食料や飲用水、その他の備蓄品は、1度そろえたらおしまいではなく、そろえた食材などは定期的に消費して、また買い足していく回転備蓄が推奨されています。賞味期限や消費期限などの関係から、すべてを消費することは難しくとも、それぞれの範囲でやりくりしていくといつでも新しいものを備蓄できます。
オール電化だから停電さえなければOK、太陽光発電も備えてるから災害時も大丈夫と考えずに、水や缶詰などはもちろんのこと、パックのご飯や無洗米、ビスケットのほか、トイレットペーパーなども必需品と考えて、あらゆるシーンを想定した備蓄がおすすめです。
太陽光を備えたオール電化でも停電時の備えは必要
太陽光発電を備えているオール電化住宅でも、停電への備えはできる限りしておいた方が安心です。一時的な断線などの停電でも、食事の時間帯や入浴時間なら何らかの影響が出てしまうでしょう。日ごろから水やガスボンベ、水だけで調理可能なカップ麺などは、家族の人数分で数日分確保しておくことをおすすめします。

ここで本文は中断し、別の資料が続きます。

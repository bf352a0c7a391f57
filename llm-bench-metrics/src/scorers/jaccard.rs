use llm_bench_core::{GroundTruth, Result, Sample, Scorer};
use std::collections::HashSet;

/// Jaccard similarity of the lowercased, whitespace-separated word sets.
///
/// Two empty texts are a vacuous match and score 1.0.
pub fn jaccard_similarity(predicted: &str, reference: &str) -> f64 {
    let pred_lower = predicted.to_lowercase();
    let pred_words: HashSet<&str> = pred_lower.split_whitespace().collect();
    let ref_lower = reference.to_lowercase();
    let ref_words: HashSet<&str> = ref_lower.split_whitespace().collect();

    if pred_words.is_empty() && ref_words.is_empty() {
        return 1.0;
    }

    let intersection = pred_words.intersection(&ref_words).count();
    let union = pred_words.union(&ref_words).count();

    intersection as f64 / union as f64
}

/// Scores the raw response text against the stringified ground truth.
#[derive(Debug, Clone, Copy, Default)]
pub struct JaccardScorer;

impl Scorer for JaccardScorer {
    fn name(&self) -> &str {
        "jaccard"
    }

    fn score(
        &self,
        prediction: &str,
        ground_truth: &GroundTruth,
        _input: &Sample,
    ) -> Result<Option<f64>> {
        if ground_truth.is_absent() {
            return Ok(None);
        }
        Ok(Some(jaccard_similarity(prediction, &ground_truth.to_text())))
    }
}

また、停電したときは家電のケアを優先し、コンセントにつながる家電の電源プラグを抜くことを徹底してください。停電が比較的短時間で復旧し、少し大げさな対応だったとしても、日ごろの心がけが最も重要です。オール電化の方でも停電を始めとする災害関連には、十分な備えをするようにしましょう。